Privileged Account Management Practices Leave Businesses at Risk
The Dell survey found more than three-quarters (76 percent) of tech professionals believe better control of privileged accounts would reduce the likelihood of a breach.Organizations have haphazard processes for managing administrative or other privileged network accounts, making businesses vulnerable to security breaches, a Dell survey of more than 560 IT technology professionals. The survey found that 76 percent believe that better control of privileged accounts would reduce the likelihood of a breach.
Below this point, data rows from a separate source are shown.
use serde::{Deserialize, Serialize};

/// Multiplier for marine fuel and CO2 on eco routes (slow steaming, current-optimized).
pub const MARINE_ECO_FACTOR: f64 = 0.85;
/// Multiplier for marine fuel and CO2 on safe routes (storm-avoidance detour).
pub const MARINE_SAFE_FACTOR: f64 = 1.2;

/// Route style requested by the caller.
///
/// The discriminants are the ordinal codes the model was trained with
/// and must not change without retraining.
#[derive(Debug, Clone, Copy, PartialEq, Eq, Hash, Serialize, Deserialize)]
#[serde(rename_all = "lowercase")]
pub enum RouteType {
    Fast = 0,
    Eco = 1,
    Safe = 2,
}

impl RouteType {
    pub const ALL: [RouteType; 3] = [RouteType::Fast, RouteType::Eco, RouteType::Safe];

    pub fn as_str(&self) -> &'static str {
        match self {
            RouteType::Fast => "fast",
            RouteType::Eco => "eco",
            RouteType::Safe => "safe",
        }
    }

    /// Unrecognized route strings are treated as `Fast`.
    pub fn from_id(id: &str) -> Self {
        match id {
            "eco" => RouteType::Eco,
            "safe" => RouteType::Safe,
            _ => RouteType::Fast,
        }
    }

    pub fn code(&self) -> u8 {
        *self as u8
    }

    /// Post-prediction scaling applied to marine vessels only.
    pub fn marine_factor(&self) -> f64 {
        match self {
            RouteType::Fast => 1.0,
            RouteType::Eco => MARINE_ECO_FACTOR,
            RouteType::Safe => MARINE_SAFE_FACTOR,
        }
    }
}

impl std::fmt::Display for RouteType {
    fn fmt(&self, f: &mut std::fmt::Formatter<'_>) -> std::fmt::Result {
        f.write_str(self.as_str())
    }
}

#[cfg(test)]
mod tests {
    use super::*;

    #[test]
    fn test_route_codes() {
        assert_eq!(RouteType::from_id("fast").code(), 0);
        assert_eq!(RouteType::from_id("eco").code(), 1);
        assert_eq!(RouteType::from_id("safe").code(), 2);
    }

    #[test]
    fn test_unknown_route_maps_to_fast() {
        for id in ["", "scenic", "Eco", "SAFE"] {
            assert_eq!(RouteType::from_id(id), RouteType::Fast);
            assert_eq!(RouteType::from_id(id).code(), 0);
        }
    }

    #[test]
    fn test_marine_factors() {
        assert_eq!(RouteType::Fast.marine_factor(), 1.0);
        assert_eq!(RouteType::Eco.marine_factor(), 0.85);
        assert_eq!(RouteType::Safe.marine_factor(), 1.2);
    }
}
pub mod dataset;
pub mod synth;
pub mod train;

use eco_core::{ModelError, PredictError};
use thiserror::Error;

#[derive(Debug, Error)]
pub enum TrainError {
    #[error("test fraction must be strictly between 0 and 1, got {0}")]
    TestFraction(f64),
    #[error("cannot split {rows} rows with test fraction {test_fraction}")]
    Split { rows: usize, test_fraction: f64 },
    #[error("dataset columns {found:?} do not match {expected:?}")]
    Header {
        found: Vec<String>,
        expected: Vec<String>,
    },
    #[error("line {line}: {value:?} is not a finite number")]
    Value { line: usize, value: String },
    #[error(transparent)]
    Csv(#[from] csv::Error),
    #[error(transparent)]
    Io(#[from] std::io::Error),
    #[error(transparent)]
    Model(#[from] ModelError),
    #[error("scoring the held-out rows failed: {0}")]
    Predict(#[from] PredictError),
}
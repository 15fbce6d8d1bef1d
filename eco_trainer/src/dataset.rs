use std::path::Path;

use eco_core::{RawPrediction, FEATURE_COUNT, FEATURE_NAMES};

use crate::synth::TrainingRow;
use crate::TrainError;

pub const TARGET_NAMES: [&str; 2] = ["fuel_l", "co2_kg"];

fn header() -> Vec<&'static str> {
    FEATURE_NAMES.iter().chain(TARGET_NAMES.iter()).copied().collect()
}

/// Write rows as CSV: the model columns in serving order, then both targets.
pub fn write_csv(path: &Path, rows: &[TrainingRow]) -> Result<(), TrainError> {
    let mut writer = csv::Writer::from_path(path)?;
    writer.write_record(header())?;
    for row in rows {
        let record: Vec<String> = row
            .x
            .iter()
            .chain([row.y.fuel_l, row.y.co2_kg].iter())
            .map(|v| v.to_string())
            .collect();
        writer.write_record(&record)?;
    }
    writer.flush()?;
    Ok(())
}

pub fn read_csv(path: &Path) -> Result<Vec<TrainingRow>, TrainError> {
    let mut reader = csv::Reader::from_path(path)?;
    let found: Vec<String> = reader.headers()?.iter().map(str::to_string).collect();
    if found.iter().map(String::as_str).ne(header()) {
        return Err(TrainError::Header {
            found,
            expected: header().iter().map(|s| s.to_string()).collect(),
        });
    }

    let mut rows = Vec::new();
    for (i, record) in reader.records().enumerate() {
        let record = record?;
        let mut values = [0.0; FEATURE_COUNT + 2];
        for (slot, field) in values.iter_mut().zip(record.iter()) {
            let bad = || TrainError::Value {
                line: i + 2,
                value: field.to_string(),
            };
            let v: f64 = field.trim().parse().map_err(|_| bad())?;
            // f64 parsing accepts "NaN" and "inf"; neither is a usable sample
            if !v.is_finite() {
                return Err(bad());
            }
            *slot = v;
        }
        let mut x = [0.0; FEATURE_COUNT];
        x.copy_from_slice(&values[..FEATURE_COUNT]);
        rows.push(TrainingRow {
            x,
            y: RawPrediction::new(values[FEATURE_COUNT], values[FEATURE_COUNT + 1]),
        });
    }
    Ok(rows)
}
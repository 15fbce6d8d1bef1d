use eco_core::{FeatureVector, ForestModel, ForestParams, RawPrediction};
use rand::{seq::SliceRandom, SeedableRng};
use rand_chacha::ChaCha8Rng;

use crate::synth::TrainingRow;
use crate::TrainError;

#[derive(Debug, Clone, Copy, PartialEq)]
pub struct TrainReport {
    pub train_rows: usize,
    pub test_rows: usize,
    /// Held-out R^2, averaged over fuel_l and co2_kg
    pub r2: f64,
}

/// Shuffle with `seed` and cut off `test_fraction` of the rows for evaluation.
pub fn split(
    mut rows: Vec<TrainingRow>,
    test_fraction: f64,
    seed: u64,
) -> Result<(Vec<TrainingRow>, Vec<TrainingRow>), TrainError> {
    if !(test_fraction > 0.0 && test_fraction < 1.0) {
        return Err(TrainError::TestFraction(test_fraction));
    }
    let test_rows = (rows.len() as f64 * test_fraction).round() as usize;
    if test_rows == 0 || test_rows >= rows.len() {
        return Err(TrainError::Split {
            rows: rows.len(),
            test_fraction,
        });
    }
    rows.shuffle(&mut ChaCha8Rng::seed_from_u64(seed));
    let test = rows.split_off(rows.len() - test_rows);
    Ok((rows, test))
}

fn columns(rows: &[TrainingRow]) -> (Vec<FeatureVector>, Vec<RawPrediction>) {
    rows.iter().map(|r| (r.x, r.y)).unzip()
}

pub fn train(
    rows: Vec<TrainingRow>,
    test_fraction: f64,
    seed: u64,
    params: ForestParams,
) -> Result<(ForestModel, TrainReport), TrainError> {
    let (train_set, test_set) = split(rows, test_fraction, seed)?;
    let (x_train, y_train) = columns(&train_set);
    let (x_test, y_test) = columns(&test_set);

    let model = ForestModel::fit(&x_train, &y_train, params)?;
    let report = TrainReport {
        train_rows: train_set.len(),
        test_rows: test_set.len(),
        r2: model.r2_score(&x_test, &y_test)?,
    };
    Ok((model, report))
}

#[cfg(test)]
mod tests {
    use super::*;
    use crate::synth::SyntheticGenerator;
    use eco_core::{ModelError, ProfileRegistry};

    fn rows(n: usize) -> Vec<TrainingRow> {
        SyntheticGenerator::new(11, ProfileRegistry::builtin()).generate(n)
    }

    #[test]
    fn test_split_sizes() {
        let (train, test) = split(rows(100), 0.2, 42).unwrap();
        assert_eq!(train.len(), 80);
        assert_eq!(test.len(), 20);
    }

    #[test]
    fn test_split_is_seeded() {
        let (_, a) = split(rows(100), 0.2, 42).unwrap();
        let (_, b) = split(rows(100), 0.2, 42).unwrap();
        assert_eq!(a, b);
    }

    #[test]
    fn test_invalid_fraction() {
        for f in [0.0, 1.0, -0.1, 1.5, f64::NAN] {
            assert!(matches!(split(rows(20), f, 1), Err(TrainError::TestFraction(_))));
        }
    }

    #[test]
    fn test_too_small_for_split() {
        assert!(matches!(split(rows(2), 0.1, 1), Err(TrainError::Split { .. })));
    }

    fn small() -> ForestParams {
        ForestParams {
            n_trees: 10,
            max_depth: 8,
            min_samples_leaf: 2,
            seed: 3,
        }
    }

    #[test]
    fn test_train_reports_positive_r2() {
        let (model, report) = train(rows(1000), 0.2, 42, small()).unwrap();
        assert_eq!(report.train_rows, 800);
        assert_eq!(report.test_rows, 200);
        assert!(report.r2.is_finite() && report.r2 > 0.5, "r2 = {}", report.r2);
        assert_eq!(model.feature_names.len(), 8);
        assert_eq!(model.params, small());
    }

    #[test]
    fn test_train_rejects_non_finite_rows() {
        let mut data = rows(50);
        for row in data.iter_mut().step_by(2) {
            row.y.co2_kg = f64::NAN;
        }
        let err = train(data, 0.2, 42, small()).err().unwrap();
        assert!(matches!(err, TrainError::Model(ModelError::NonFinite { .. })), "{}", err);
    }
}
use serde::{Deserialize, Serialize};

use crate::adjust::Adjusted;
use crate::profile::EnergyMode;

/// Final estimate returned to callers.
///
/// `energy_kwh` is present only for electric vehicles; its absence
/// is how callers tell a fuel-mode result apart.
#[derive(Debug, Clone, Copy, PartialEq, Serialize, Deserialize)]
pub struct PredictionResult {
    pub fuel_l: f64,
    #[serde(default, skip_serializing_if = "Option::is_none")]
    pub energy_kwh: Option<f64>,
    pub co2_kg: f64,
}

impl PredictionResult {
    pub fn energy_mode(&self) -> EnergyMode {
        if self.energy_kwh.is_some() {
            EnergyMode::Electric
        } else {
            EnergyMode::Fuel
        }
    }
}

impl From<Adjusted> for PredictionResult {
    fn from(a: Adjusted) -> Self {
        match a {
            Adjusted::Fuel { fuel_l, co2_kg } => Self {
                fuel_l,
                energy_kwh: None,
                co2_kg,
            },
            Adjusted::Electric { energy_kwh, co2_kg } => Self {
                fuel_l: 0.0,
                energy_kwh: Some(energy_kwh),
                co2_kg,
            },
        }
    }
}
Nearly 80 percent of respondents have a defined process for managing privileged accounts, but are not diligent about following it, and almost 30 percent say they still use manual processes, such as Excel or other spreadsheets, to manage privileged accounts. "The first step to better controlling privileged accounts is to understand the full scope of what accounts currently exist and who has access to them," Jackson Shaw, senior director of product management for Dell Security, told eWEEK. "The next step is to implement a secure and automated solution that provides access to and changes the passwords of those accounts in a way that ensures individual accountability, as well as the ability to provide reports for security and compliance. Finally, limit the number of privileged accounts that are required through technologies like Active Directory Bridge, and be sure to take a least privileged access approach when providing access to privileged accounts."
Shaw noted there were two survey findings that particularly stood out: The fact that 37 percent of IT security professionals stated that the default admin passwords for software and hardware were not changed on a consistent basis, and that only 29 percent change the administrative password for their mission critical systems and devices on a monthly basis.